"The Fifth Estate" wants to be a "Social Network" with higher stakes. Not just about a megalomaniac visionary and his revolutionary website, lives are on the line, the film tells us time and time again. Unfortunately, "The Fifth Estate" struts around with all the self-importance of the Oscar-nominated film, but with none of the grace. It mistakes swagger for over-stylized sequences, a cheesy techno soundtrack, and silly visual metaphors. The dialogue knows only two tones: sanctimony and snark.
It's a shame too, because boy du jour Benedict Cumberbatch (who is also lighting up screens this year in "Star Trek Into Darkness", "12 Years a Slave" and the upcoming "August: Osage County") gives a thrilling performance as Julian Assange. He captures the WikiLeaks founder's charisma as well as his lisp. And as Daniel Domscheit-Berg, Assange's second in command, Daniel Bruhl (on his own rise after stealing the show in "Rush") ain't bad either. He plays the straight man to Assange's madness with the boyish scruff that recalls a younger Ewan McGregor.
No, the blame lays on a heavy-handed script, which goes out of its way to explain what is plainly obvious to the viewers, even those unfamiliar with Assange's still-being-written legacy. Like "Social Network," "The Fifth Estate" was written based on revelations of the scorned side kick, in this case Domscheit-Berg, who wrote a book about the ordeal.
"The Fifth Estate" captures the rise of WikiLeaks, the website that allows whisper blowers under the guise of the World Wide Web, to post secret documents, in full, without those pesky newspaper editors to spin the story. It starts with Daniel first meeting Julian and follows their increasingly influential leak operations, reaching full crescendo with 2010's Afghanistan War Logs dump.
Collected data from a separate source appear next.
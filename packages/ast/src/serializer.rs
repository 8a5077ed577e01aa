use crate::expr::Argument;
use crate::node::NodeKind;
use crate::tree::{NodeId, Tree};

/// Serializer converts a tree back to stylesheet text.
///
/// Reduced trees contain only rules, declarations, comments and at-rules and
/// render as plain CSS. Unreduced nodes render in source form so that a
/// diagnostic can quote them.
pub struct Serializer {
    indent_level: usize,
    indent_string: String,
}

impl Serializer {
    pub fn new() -> Self {
        Self {
            indent_level: 0,
            indent_string: "  ".to_string(),
        }
    }

    pub fn with_indent(indent: &str) -> Self {
        Self {
            indent_level: 0,
            indent_string: indent.to_string(),
        }
    }

    /// Serialize a whole tree.
    pub fn serialize(&mut self, tree: &Tree) -> String {
        let mut output = String::new();
        for child in tree.children(tree.root()) {
            self.serialize_node(tree, *child, &mut output);
        }
        output
    }

    /// Serialize one node and its block.
    pub fn serialize_node(&mut self, tree: &Tree, id: NodeId, output: &mut String) {
        let Ok(kind) = tree.kind(id) else {
            return;
        };
        if let NodeKind::Root = kind {
            for child in tree.children(id) {
                self.serialize_node(tree, *child, output);
            }
            return;
        }
        self.write_indent(output);
        output.push_str(&header(kind));
        let has_block = kind.is_container() && !matches!(kind, NodeKind::Include { has_content: false, .. });
        if has_block {
            output.push_str(" {\n");
            self.indent_level += 1;
            for child in tree.children(id) {
                self.serialize_node(tree, *child, output);
            }
            self.indent_level -= 1;
            self.write_indent(output);
            output.push_str("}\n");
        } else if matches!(kind, NodeKind::Comment { .. }) {
            output.push('\n');
        } else {
            output.push_str(";\n");
        }
    }

    fn write_indent(&self, output: &mut String) {
        for _ in 0..self.indent_level {
            output.push_str(&self.indent_string);
        }
    }
}

impl Default for Serializer {
    fn default() -> Self {
        Self::new()
    }
}

/// Convenience function to serialize a tree.
pub fn serialize(tree: &Tree) -> String {
    Serializer::new().serialize(tree)
}

/// Single-line source form of a node without its block, used as the
/// excerpt of a diagnostic.
pub fn excerpt(tree: &Tree, id: NodeId) -> String {
    tree.kind(id).map(header).unwrap_or_default()
}

fn arguments(args: &[Argument]) -> String {
    args.iter()
        .map(ToString::to_string)
        .collect::<Vec<_>>()
        .join(", ")
}

fn header(kind: &NodeKind) -> String {
    match kind {
        NodeKind::Root => String::new(),
        NodeKind::Rule { selector } => selector.to_string(),
        NodeKind::Declaration {
            property,
            value,
            important,
        } => {
            let mut out = format!("{}: {}", property, value);
            if *important {
                out.push_str(" !important");
            }
            out
        }
        NodeKind::VariableDecl {
            name,
            value,
            exported,
            default,
        } => {
            let mut out = String::new();
            if *exported {
                out.push_str("@export ");
            }
            out.push_str(&format!("${}: {}", name, value));
            if *default {
                out.push_str(" !default");
            }
            out
        }
        NodeKind::Comment { text } => format!("/* {} */", text.trim()),
        NodeKind::If { condition } => format!("@if {}", condition),
        NodeKind::Else { condition: Some(condition) } => format!("@else if {}", condition),
        NodeKind::Else { condition: None } => "@else".to_string(),
        NodeKind::Each { names, iterable } => {
            let names = names
                .iter()
                .map(|n| format!("${}", n))
                .collect::<Vec<_>>()
                .join(", ");
            format!("@each {} in {}", names, iterable)
        }
        NodeKind::Mixin {
            name,
            params,
            exported,
        } => {
            let prefix = if *exported { "@export " } else { "" };
            if params.params.is_empty() && params.rest.is_none() {
                format!("{}@mixin {}", prefix, name)
            } else {
                format!("{}@mixin {}({})", prefix, name, params)
            }
        }
        NodeKind::Include { name, args, .. } => {
            if args.is_empty() {
                format!("@include {}", name)
            } else {
                format!("@include {}({})", name, arguments(args))
            }
        }
        NodeKind::Content => "@content".to_string(),
        NodeKind::Import { specifier, clause } => match clause {
            crate::node::ImportClause::Namespace(_) => {
                format!("@import \"{}\" {}", specifier, clause)
            }
            _ => format!("@import {} from \"{}\"", clause, specifier),
        },
        NodeKind::Export { clause } => format!("@export {}", clause),
        NodeKind::AtRule { name, params, .. } => {
            if params.is_empty() {
                format!("@{}", name)
            } else {
                format!("@{} {}", name, params)
            }
        }
    }
}

#[cfg(test)]
mod tests {
    use super::*;
    use crate::builder::TreeBuilder;
    use pretty_assertions::assert_eq;

    #[test]
    fn test_serialize_plain_rules() {
        let tree = TreeBuilder::new()
            .rule(".a .b", |b| {
                b.decl("color", "red")?;
                b.decl_important("margin", "0 auto")?;
                Ok(())
            })
            .unwrap()
            .comment("done")
            .finish();
        assert_eq!(
            serialize(&tree),
            ".a .b {\n  color: red;\n  margin: 0 auto !important;\n}\n/* done */\n"
        );
    }

    #[test]
    fn test_serialize_at_rules() {
        let tree = TreeBuilder::new()
            .at_rule_statement("charset", "\"utf-8\"")
            .unwrap()
            .at_rule("media", "screen", |b| {
                b.rule(".a", |b| {
                    b.decl("c", "d")?;
                    Ok(())
                })?;
                Ok(())
            })
            .unwrap()
            .finish();
        assert_eq!(
            serialize(&tree),
            "@charset \"utf-8\";\n@media screen {\n  .a {\n    c: d;\n  }\n}\n"
        );
    }

    #[test]
    fn test_excerpt_of_source_nodes() {
        let mut builder = TreeBuilder::new();
        builder.include("button", "1px, $size: 2px").unwrap();
        builder.var("gap", "$base * 2").unwrap();
        let tree = builder.finish();
        let children = tree.children(tree.root()).to_vec();
        assert_eq!(excerpt(&tree, children[0]), "@include button(1px, $size: 2px)");
        assert_eq!(excerpt(&tree, children[1]), "$gap: $base * 2");
    }

    #[test]
    fn test_custom_indent() {
        let tree = TreeBuilder::new()
            .rule("a", |b| {
                b.decl("x", "y")?;
                Ok(())
            })
            .unwrap()
            .finish();
        let mut serializer = Serializer::with_indent("\t");
        assert_eq!(serializer.serialize(&tree), "a {\n\tx: y;\n}\n");
    }
}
In addition to the script issues, the story also gets bogged down by all it's the cyber-istic flourishes. Every Internet movie cliche is employed, as are cinematic field trips into the surreal to further poeticize the ironies of Julian's mission.
These problems are foreshadowed by the film's opening. First comes a credit montage that compresses 5,000 years of communication technology into 30 seconds; it looks like a relic of the late Disney World Epcot ride "Horizons." The film tells us, in computer font text, that we're in 2010. It then jumps back two years earlier, with the same text on the screen showing both "2007" and that it is "Two years earlier," as if we couldn't do the math ourselves. It's these kinds of in-your-face conclusions the film can't leave for viewers to uncover on their own.
Expect more of these kind of, "well, duh" moments as soon the characters open their mouths. And not just from Julian, who could believably be so preachy, but from Daniel, Daniel's girlfriend (Alicia Vikander) and a dogged journalist (David Thewlis) along for the ride. We watch as they all realize that Assange is a looned narcissist, whose ego has taken over his noble cause. Then we watch them talk about realizing that and all the other ill consequences of their crusade. Cumberbatch's performance is strong enough that it shouldn't take their verbalizations. Either way, nothing they say or do enriches what is already known from the headlines.
Not all of "The Fifth Estate" is bad. The stylistic gimmicks could almost work if "The Fifth Estate" fully embraced them as camp. Parts of the film are quite fun – Julian and Daniel darting around Europe, snubbing journalists, celebrating in underground club scenes (there's a scene of Cumberbatch dancing that the Internet must GIF immediately). And more than a few one-liners hit for laughs.
The film also includes a side story told from the perspective of the government agents dealing with the repercussions of the leaks. Here too, Laura Linney and Stanley Tucci perform solidly as mid-level state bureaucrats. With some rejiggering, one could have imagined "The Fifth Estate" as a more equal match up of WikiLeaks vs. the U.S. government, with the latter given more importance and the former more restraint.
More than anything, "The Fifth Estate" feels like a lost opportunity, considering the source material and the talent that showed up to bring it to life. The legacy of WikiLeaks and the fate of Assange – currently hiding out in London's Ecuadorian embassy – are still being hammered out, so it's nearly impossible to meditate on any long-term implications. But as a close reading of a recent headline-making story, it doesn't reveal much either.